This exercise calls for the line with "with simple ids.", the line with "let entity_type = infer_type(id)?;", and all lines between them in the material below, output exactly and with no other lines.

####################

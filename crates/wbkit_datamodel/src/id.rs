//! Entity identifiers.

use crate::error::{ModelError, ModelResult};
use std::fmt;

/// The kind of entity an identifier refers to.
#[derive(Debug, Clone, Copy, PartialEq, Eq, Hash, PartialOrd, Ord)]
pub enum EntityType {
    /// An item (`Q` ids).
    Item,
    /// A property (`P` ids).
    Property,
    /// A lexeme (`L` ids).
    Lexeme,
    /// A form of a lexeme (`L<n>-F<n>` ids).
    Form,
    /// A sense of a lexeme (`L<n>-S<n>` ids).
    Sense,
    /// A media info entity (`M` ids).
    MediaInfo,
}

impl EntityType {
    /// Returns the `entity-type` tag used on the wire.
    pub fn wire_name(&self) -> &'static str {
        match self {
            EntityType::Item => "item",
            EntityType::Property => "property",
            EntityType::Lexeme => "lexeme",
            EntityType::Form => "form",
            EntityType::Sense => "sense",
            EntityType::MediaInfo => "mediainfo",
        }
    }

    /// Looks up an entity type from its wire tag.
    pub fn from_wire_name(name: &str) -> Option<Self> {
        match name {
            "item" => Some(EntityType::Item),
            "property" => Some(EntityType::Property),
            "lexeme" => Some(EntityType::Lexeme),
            "form" => Some(EntityType::Form),
            "sense" => Some(EntityType::Sense),
            "mediainfo" => Some(EntityType::MediaInfo),
            _ => None,
        }
    }

    /// Returns the id prefix letter for kinds with simple ids.
    ///
    /// Form and sense ids are compound (`L<n>-F<n>`, `L<n>-S<n>`) and
    /// have no single prefix letter.
    pub fn letter(&self) -> Option<char> {
        match self {
            EntityType::Item => Some('Q'),
            EntityType::Property => Some('P'),
            EntityType::Lexeme => Some('L'),
            EntityType::MediaInfo => Some('M'),
            EntityType::Form | EntityType::Sense => None,
        }
    }
}

impl fmt::Display for EntityType {
    fn fmt(&self, f: &mut fmt::Formatter<'_>) -> fmt::Result {
        write!(f, "{}", self.wire_name())
    }
}

/// A validated identifier for one entity, together with its site IRI.
///
/// The canonical string id, the numeric component and the entity type
/// are mutually derivable: parsing `"Q42"` yields the same value as
/// constructing an item id from the number 42.
///
/// A placeholder id ("not yet assigned") carries no string or numeric
/// id and never compares equal to any concrete id.
#[derive(Debug, Clone, PartialEq, Eq, Hash, PartialOrd, Ord)]
pub struct EntityId {
    entity_type: EntityType,
    id: Option<String>,
    site_iri: String,
}

impl EntityId {
    /// Parses a canonical id string, inferring the entity type.
    ///
    /// Media info ids (`M`) and lexeme ids (`L`) share no prefix with
    /// compound form/sense ids, so the shape is unambiguous.
    pub fn parse(id: &str, site_iri: impl Into<String>) -> ModelResult<Self> {
        let entity_type = infer_type(id)?;
        validate_id(entity_type, id)?;
        Ok(Self {
            entity_type,
            id: Some(id.to_owned()),
            site_iri: site_iri.into(),
        })
    }

    /// Builds an id from an entity type and a canonical id string.
    ///
    /// Fails if the string does not have the shape required by the type.
    pub fn from_parts(
        entity_type: EntityType,
        id: &str,
        site_iri: impl Into<String>,
    ) -> ModelResult<Self> {
        validate_id(entity_type, id)?;
        Ok(Self {
            entity_type,
            id: Some(id.to_owned()),
            site_iri: site_iri.into(),
        })
    }

    /// Builds an id from an entity type and a numeric id.
    ///
    /// Fails for form and sense ids, which are compound, and for zero,
    /// which is not a positive integer.
    pub fn from_numeric(
        entity_type: EntityType,
        numeric_id: u64,
        site_iri: impl Into<String>,
    ) -> ModelResult<Self> {
        let letter = entity_type.letter().ok_or_else(|| {
            ModelError::malformed_id(
                numeric_id.to_string(),
                format!("{entity_type} ids are compound and have no numeric form"),
            )
        })?;
        if numeric_id == 0 {
            return Err(ModelError::malformed_id(
                format!("{letter}0"),
                "numeric ids must be positive",
            ));
        }
        Ok(Self {
            entity_type,
            id: Some(format!("{letter}{numeric_id}")),
            site_iri: site_iri.into(),
        })
    }

    /// Builds an item id from a numeric id.
    pub fn item(numeric_id: u64, site_iri: impl Into<String>) -> ModelResult<Self> {
        Self::from_numeric(EntityType::Item, numeric_id, site_iri)
    }

    /// Builds a property id from a numeric id.
    pub fn property(numeric_id: u64, site_iri: impl Into<String>) -> ModelResult<Self> {
        Self::from_numeric(EntityType::Property, numeric_id, site_iri)
    }

    /// Builds a lexeme id from a numeric id.
    pub fn lexeme(numeric_id: u64, site_iri: impl Into<String>) -> ModelResult<Self> {
        Self::from_numeric(EntityType::Lexeme, numeric_id, site_iri)
    }

    /// Builds a media info id from a numeric id.
    pub fn media_info(numeric_id: u64, site_iri: impl Into<String>) -> ModelResult<Self> {
        Self::from_numeric(EntityType::MediaInfo, numeric_id, site_iri)
    }

    /// Builds a compound form id `L<lexeme>-F<form>`.
    pub fn form(lexeme_id: u64, form_id: u64, site_iri: impl Into<String>) -> ModelResult<Self> {
        let id = format!("L{lexeme_id}-F{form_id}");
        if lexeme_id == 0 || form_id == 0 {
            return Err(ModelError::malformed_id(id, "numeric ids must be positive"));
        }
        Ok(Self {
            entity_type: EntityType::Form,
            id: Some(id),
            site_iri: site_iri.into(),
        })
    }

    /// Builds a compound sense id `L<lexeme>-S<sense>`.
    pub fn sense(lexeme_id: u64, sense_id: u64, site_iri: impl Into<String>) -> ModelResult<Self> {
        let id = format!("L{lexeme_id}-S{sense_id}");
        if lexeme_id == 0 || sense_id == 0 {
            return Err(ModelError::malformed_id(id, "numeric ids must be positive"));
        }
        Ok(Self {
            entity_type: EntityType::Sense,
            id: Some(id),
            site_iri: site_iri.into(),
        })
    }

    /// Creates the placeholder id for an entity that is not yet assigned.
    ///
    /// A placeholder never equals a concrete id; it is used as the
    /// subject of documents that are about to be created remotely.
    pub fn placeholder(entity_type: EntityType, site_iri: impl Into<String>) -> Self {
        Self {
            entity_type,
            id: None,
            site_iri: site_iri.into(),
        }
    }

    /// Returns the entity type.
    pub fn entity_type(&self) -> EntityType {
        self.entity_type
    }

    /// Returns the canonical string id, or `None` for a placeholder.
    pub fn id(&self) -> Option<&str> {
        self.id.as_deref()
    }

    /// Returns the numeric component for simple (non-compound) ids.
    pub fn numeric_id(&self) -> Option<u64> {
        let id = self.id.as_deref()?;
        self.entity_type.letter()?;
        parse_serial(&id[1..])
    }

    /// Returns the site IRI this id belongs to.
    pub fn site_iri(&self) -> &str {
        &self.site_iri
    }

    /// Returns the full IRI (site IRI + id), or `None` for a placeholder.
    pub fn iri(&self) -> Option<String> {
        self.id.as_deref().map(|id| format!("{}{id}", self.site_iri))
    }

    /// Returns true if this is the "not yet assigned" sentinel.
    pub fn is_placeholder(&self) -> bool {
        self.id.is_none()
    }
}

impl fmt::Display for EntityId {
    fn fmt(&self, f: &mut fmt::Formatter<'_>) -> fmt::Result {
        match &self.id {
            Some(id) => write!(f, "{id}"),
            None => write!(f, "(new {})", self.entity_type),
        }
    }
}

/// Infers the entity type from the shape of a canonical id string.
fn infer_type(id: &str) -> ModelResult<EntityType> {
    let mut chars = id.chars();
    let letter = chars.next().ok_or_else(|| {
        ModelError::malformed_id(id, "entity ids must not be empty")
    })?;
    match letter {
        'Q' => Ok(EntityType::Item),
        'P' => Ok(EntityType::Property),
        'M' => Ok(EntityType::MediaInfo),
        'L' => {
            if id.contains("-F") {
                Ok(EntityType::Form)
            } else if id.contains("-S") {
                Ok(EntityType::Sense)
            } else {
                Ok(EntityType::Lexeme)
            }
        }
        _ => Err(ModelError::malformed_id(id, "unrecognized id prefix")),
    }
}

/// Validates that an id string has the exact shape required by a type.
fn validate_id(entity_type: EntityType, id: &str) -> ModelResult<()> {
    match entity_type {
        EntityType::Form => validate_compound(id, 'F'),
        EntityType::Sense => validate_compound(id, 'S'),
        EntityType::Item => validate_simple(entity_type, 'Q', id),
        EntityType::Property => validate_simple(entity_type, 'P', id),
        EntityType::Lexeme => validate_simple(entity_type, 'L', id),
        EntityType::MediaInfo => validate_simple(entity_type, 'M', id),
    }
}

fn validate_simple(entity_type: EntityType, letter: char, id: &str) -> ModelResult<()> {
    let serial = id.strip_prefix(letter).ok_or_else(|| {
        ModelError::malformed_id(id, format!("{entity_type} ids must start with {letter:?}"))
    })?;
    if parse_serial(serial).is_none() {
        return Err(ModelError::malformed_id(
            id,
            format!("{entity_type} ids must have the form {letter}<positive integer>"),
        ));
    }
    Ok(())
}

fn validate_compound(id: &str, sub_letter: char) -> ModelResult<()> {
    let err = || {
        ModelError::malformed_id(
            id,
            format!("compound ids must have the form L<positive integer>-{sub_letter}<positive integer>"),
        )
    };
    let rest = id.strip_prefix('L').ok_or_else(err)?;
    let (lexeme_part, sub_part) = rest.split_once('-').ok_or_else(err)?;
    let sub_serial = sub_part
        .strip_prefix(sub_letter)
        .ok_or_else(err)?;
    if parse_serial(lexeme_part).is_none() || parse_serial(sub_serial).is_none() {
        return Err(err());
    }
    Ok(())
}

/// Parses the numeric part of an id.
///
/// Leading zeros are rejected so that the string and numeric forms
/// stay mutually derivable.
fn parse_serial(serial: &str) -> Option<u64> {
    if serial.is_empty() || !serial.bytes().all(|b| b.is_ascii_digit()) {
        return None;
    }
    if serial.starts_with('0') {
        return None;
    }
    serial.parse().ok()
}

####################

**Solution to this exercise**
    /// Returns the id prefix letter for kinds with simple ids.
    ///
    /// Form and sense ids are compound (`L<n>-F<n>`, `L<n>-S<n>`) and
    /// have no single prefix letter.
    pub fn letter(&self) -> Option<char> {
        match self {
            EntityType::Item => Some('Q'),
            EntityType::Property => Some('P'),
            EntityType::Lexeme => Some('L'),
            EntityType::MediaInfo => Some('M'),
            EntityType::Form | EntityType::Sense => None,
        }
    }
}

impl fmt::Display for EntityType {
    fn fmt(&self, f: &mut fmt::Formatter<'_>) -> fmt::Result {
        write!(f, "{}", self.wire_name())
    }
}

/// A validated identifier for one entity, together with its site IRI.
///
/// The canonical string id, the numeric component and the entity type
/// are mutually derivable: parsing `"Q42"` yields the same value as
/// constructing an item id from the number 42.
///
/// A placeholder id ("not yet assigned") carries no string or numeric
/// id and never compares equal to any concrete id.
#[derive(Debug, Clone, PartialEq, Eq, Hash, PartialOrd, Ord)]
pub struct EntityId {
    entity_type: EntityType,
    id: Option<String>,
    site_iri: String,
}

impl EntityId {
    /// Parses a canonical id string, inferring the entity type.
    ///
    /// Media info ids (`M`) and lexeme ids (`L`) share no prefix with
    /// compound form/sense ids, so the shape is unambiguous.
    pub fn parse(id: &str, site_iri: impl Into<String>) -> ModelResult<Self> {
        let entity_type = infer_type(id)?;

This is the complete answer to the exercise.